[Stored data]
● ● ● ● ●
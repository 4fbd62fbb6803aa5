//! Plan mode: restricted capabilities, plan tools, workflow and document.

pub mod document;
pub mod policy;
pub mod tools;
pub mod workflow;

use std::path::Path;
use std::sync::Arc;

pub use document::PlanDocument;
pub use policy::{PlanPolicy, ShellDecision, READ_ONLY_BUILTINS};
pub use tools::{plan_tools, CUSTOM_TOOL_NAMES};
pub use workflow::{PlanPhase, PlanWorkflow};

use crate::channels::CoreChannels;
use crate::config::CoreConfig;
use crate::paths;
use crate::tools::Tool;

/// Everything one plan-mode entry owns.
pub struct PlanMode {
    pub policy: Arc<PlanPolicy>,
    pub document: Arc<PlanDocument>,
    pub workflow: Arc<PlanWorkflow>,
}

impl PlanMode {
    pub fn new(
        config: &CoreConfig,
        working_dir: &Path,
        work_session_id: &str,
        channels: Arc<CoreChannels>,
    ) -> Self {
        Self {
            policy: Arc::new(PlanPolicy::new(&config.plan, working_dir)),
            document: Arc::new(PlanDocument::new(paths::plan_document(
                &config.state_dir,
                work_session_id,
            ))),
            workflow: Arc::new(PlanWorkflow::new(channels)),
        }
    }

    pub fn tools(&self) -> Vec<Arc<dyn Tool>> {
        plan_tools(
            Arc::clone(&self.policy),
            Arc::clone(&self.document),
            Arc::clone(&self.workflow),
        )
    }

    pub fn available_tools(&self) -> Vec<String> {
        self.policy.available_tools()
    }
}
● ● ● ● ●
=== About this exercise ===
All lines in the entries above that include "PlanPolicy" should be found and copied.

=== Response box ===
pub use policy::{PlanPolicy, ShellDecision, READ_ONLY_BUILTINS};
    pub policy: Arc<PlanPolicy>,
            policy: Arc::new(PlanPolicy::new(&config.plan, working_dir)),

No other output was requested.